▸ WHAT IS NEEDED
Go through the material below, find each line with the word "every", and copy those lines.

▸ SOURCE MATERIAL
◆ ◆ ◆ ◆ ◆ ◆ ◆
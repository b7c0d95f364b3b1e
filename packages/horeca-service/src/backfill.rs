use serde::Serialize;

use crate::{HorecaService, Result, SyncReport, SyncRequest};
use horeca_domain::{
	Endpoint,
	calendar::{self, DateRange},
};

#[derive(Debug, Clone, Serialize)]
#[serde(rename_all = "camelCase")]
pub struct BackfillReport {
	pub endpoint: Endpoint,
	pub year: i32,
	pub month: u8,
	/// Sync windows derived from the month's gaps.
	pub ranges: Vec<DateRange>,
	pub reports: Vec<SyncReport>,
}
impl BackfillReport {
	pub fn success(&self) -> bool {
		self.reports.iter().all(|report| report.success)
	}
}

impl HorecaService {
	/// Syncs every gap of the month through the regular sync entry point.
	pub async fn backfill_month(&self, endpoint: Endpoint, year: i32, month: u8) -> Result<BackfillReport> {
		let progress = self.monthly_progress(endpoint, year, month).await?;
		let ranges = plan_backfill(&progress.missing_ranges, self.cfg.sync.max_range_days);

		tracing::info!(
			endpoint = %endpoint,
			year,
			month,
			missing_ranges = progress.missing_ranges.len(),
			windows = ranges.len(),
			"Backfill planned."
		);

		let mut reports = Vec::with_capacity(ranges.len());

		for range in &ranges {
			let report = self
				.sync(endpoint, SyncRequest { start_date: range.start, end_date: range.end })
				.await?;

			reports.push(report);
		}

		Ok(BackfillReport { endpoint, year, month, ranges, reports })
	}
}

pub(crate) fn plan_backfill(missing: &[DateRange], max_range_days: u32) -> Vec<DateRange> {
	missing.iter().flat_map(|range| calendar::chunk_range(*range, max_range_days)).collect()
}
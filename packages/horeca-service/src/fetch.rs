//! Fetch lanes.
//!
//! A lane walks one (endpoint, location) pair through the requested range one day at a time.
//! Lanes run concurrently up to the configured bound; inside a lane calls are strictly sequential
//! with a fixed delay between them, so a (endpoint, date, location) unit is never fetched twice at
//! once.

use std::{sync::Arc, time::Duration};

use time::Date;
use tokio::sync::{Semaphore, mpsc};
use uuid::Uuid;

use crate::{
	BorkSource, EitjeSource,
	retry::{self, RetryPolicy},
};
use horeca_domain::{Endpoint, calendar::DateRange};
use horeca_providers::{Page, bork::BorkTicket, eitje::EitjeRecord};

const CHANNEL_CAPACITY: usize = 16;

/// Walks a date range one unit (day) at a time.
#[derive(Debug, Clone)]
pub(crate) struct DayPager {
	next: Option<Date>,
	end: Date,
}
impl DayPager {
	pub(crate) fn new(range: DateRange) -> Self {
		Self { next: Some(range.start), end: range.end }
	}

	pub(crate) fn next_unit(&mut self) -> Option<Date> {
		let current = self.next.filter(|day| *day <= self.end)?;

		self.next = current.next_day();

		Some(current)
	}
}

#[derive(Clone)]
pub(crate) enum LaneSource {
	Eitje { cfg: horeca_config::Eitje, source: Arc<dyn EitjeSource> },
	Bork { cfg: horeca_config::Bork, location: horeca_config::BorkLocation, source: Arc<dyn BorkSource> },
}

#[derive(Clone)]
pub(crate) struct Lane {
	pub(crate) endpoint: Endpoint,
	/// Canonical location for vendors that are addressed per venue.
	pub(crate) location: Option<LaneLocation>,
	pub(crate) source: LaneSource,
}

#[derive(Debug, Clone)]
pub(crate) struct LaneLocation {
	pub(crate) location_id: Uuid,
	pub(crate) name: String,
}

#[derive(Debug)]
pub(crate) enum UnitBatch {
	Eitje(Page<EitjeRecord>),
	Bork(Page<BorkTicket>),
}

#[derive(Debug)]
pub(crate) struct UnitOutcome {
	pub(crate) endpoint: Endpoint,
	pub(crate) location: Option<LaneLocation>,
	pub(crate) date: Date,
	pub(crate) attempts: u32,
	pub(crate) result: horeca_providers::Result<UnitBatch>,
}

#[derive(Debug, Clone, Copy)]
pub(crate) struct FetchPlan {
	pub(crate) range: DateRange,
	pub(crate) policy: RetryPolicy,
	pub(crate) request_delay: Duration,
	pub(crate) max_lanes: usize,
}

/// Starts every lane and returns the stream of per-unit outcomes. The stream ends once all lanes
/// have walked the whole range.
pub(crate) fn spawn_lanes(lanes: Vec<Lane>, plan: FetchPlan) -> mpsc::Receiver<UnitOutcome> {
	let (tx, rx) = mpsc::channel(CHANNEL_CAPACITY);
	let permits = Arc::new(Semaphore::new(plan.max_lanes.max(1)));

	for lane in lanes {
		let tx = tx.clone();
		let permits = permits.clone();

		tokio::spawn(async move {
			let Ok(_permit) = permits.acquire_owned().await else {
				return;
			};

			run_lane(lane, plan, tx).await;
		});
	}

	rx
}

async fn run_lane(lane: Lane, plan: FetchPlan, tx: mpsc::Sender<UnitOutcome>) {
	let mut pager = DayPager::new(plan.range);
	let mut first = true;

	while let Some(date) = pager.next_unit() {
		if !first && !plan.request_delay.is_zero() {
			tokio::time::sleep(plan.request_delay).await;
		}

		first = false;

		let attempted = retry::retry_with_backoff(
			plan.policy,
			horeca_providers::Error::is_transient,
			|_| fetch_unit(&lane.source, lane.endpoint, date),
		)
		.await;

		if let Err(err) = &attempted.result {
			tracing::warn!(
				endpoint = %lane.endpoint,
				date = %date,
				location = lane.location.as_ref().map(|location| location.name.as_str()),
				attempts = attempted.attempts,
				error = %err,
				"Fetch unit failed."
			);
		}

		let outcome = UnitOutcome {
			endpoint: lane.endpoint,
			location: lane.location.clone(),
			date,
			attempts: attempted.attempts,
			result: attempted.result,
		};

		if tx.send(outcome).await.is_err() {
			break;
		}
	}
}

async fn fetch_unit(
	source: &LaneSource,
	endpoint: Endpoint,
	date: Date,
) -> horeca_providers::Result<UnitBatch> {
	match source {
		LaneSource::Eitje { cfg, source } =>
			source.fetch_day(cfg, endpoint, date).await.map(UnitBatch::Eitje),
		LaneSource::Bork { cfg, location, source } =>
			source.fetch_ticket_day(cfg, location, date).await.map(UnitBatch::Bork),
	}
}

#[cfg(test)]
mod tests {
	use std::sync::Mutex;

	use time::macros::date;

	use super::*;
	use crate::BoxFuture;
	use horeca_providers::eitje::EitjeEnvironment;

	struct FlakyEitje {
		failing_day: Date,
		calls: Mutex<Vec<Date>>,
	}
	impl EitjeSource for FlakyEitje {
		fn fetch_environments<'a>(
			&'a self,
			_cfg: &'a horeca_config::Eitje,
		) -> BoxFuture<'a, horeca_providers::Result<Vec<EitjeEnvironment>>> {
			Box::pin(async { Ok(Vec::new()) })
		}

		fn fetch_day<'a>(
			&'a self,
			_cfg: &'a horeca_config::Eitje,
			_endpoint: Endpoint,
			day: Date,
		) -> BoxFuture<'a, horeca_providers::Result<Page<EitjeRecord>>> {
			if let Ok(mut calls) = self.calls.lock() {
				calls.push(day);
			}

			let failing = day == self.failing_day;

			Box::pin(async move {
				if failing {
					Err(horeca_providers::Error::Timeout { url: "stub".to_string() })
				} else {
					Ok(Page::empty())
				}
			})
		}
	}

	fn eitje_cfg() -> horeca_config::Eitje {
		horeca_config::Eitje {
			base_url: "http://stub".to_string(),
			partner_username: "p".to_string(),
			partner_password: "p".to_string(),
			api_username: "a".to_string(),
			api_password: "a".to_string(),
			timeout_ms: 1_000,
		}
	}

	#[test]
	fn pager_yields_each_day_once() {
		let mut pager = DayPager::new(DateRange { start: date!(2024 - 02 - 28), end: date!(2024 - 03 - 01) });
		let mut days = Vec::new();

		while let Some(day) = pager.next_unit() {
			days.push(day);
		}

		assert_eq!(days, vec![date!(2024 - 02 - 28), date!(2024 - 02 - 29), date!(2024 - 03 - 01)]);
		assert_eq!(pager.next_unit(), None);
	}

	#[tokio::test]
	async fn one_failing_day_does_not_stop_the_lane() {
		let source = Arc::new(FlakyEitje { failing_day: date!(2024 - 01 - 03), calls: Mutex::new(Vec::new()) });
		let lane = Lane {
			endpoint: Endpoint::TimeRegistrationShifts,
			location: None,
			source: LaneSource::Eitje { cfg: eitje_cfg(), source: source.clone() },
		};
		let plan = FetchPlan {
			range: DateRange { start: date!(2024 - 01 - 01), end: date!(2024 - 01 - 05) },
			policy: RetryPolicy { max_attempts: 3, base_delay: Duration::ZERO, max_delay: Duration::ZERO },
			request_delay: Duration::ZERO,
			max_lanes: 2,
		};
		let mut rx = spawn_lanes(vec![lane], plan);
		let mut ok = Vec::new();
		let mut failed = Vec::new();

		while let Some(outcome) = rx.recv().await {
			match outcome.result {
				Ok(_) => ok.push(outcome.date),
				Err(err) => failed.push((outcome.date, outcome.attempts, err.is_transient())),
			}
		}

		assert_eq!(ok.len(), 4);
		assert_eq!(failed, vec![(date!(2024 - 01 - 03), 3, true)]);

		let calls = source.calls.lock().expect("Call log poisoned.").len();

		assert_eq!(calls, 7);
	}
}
◆ ◆ ◆ ◆ ◆ ◆ ◆
▸ RESULT
	/// Syncs every gap of the month through the regular sync entry point.
/// Starts every lane and returns the stream of per-unit outcomes. The stream ends once all lanes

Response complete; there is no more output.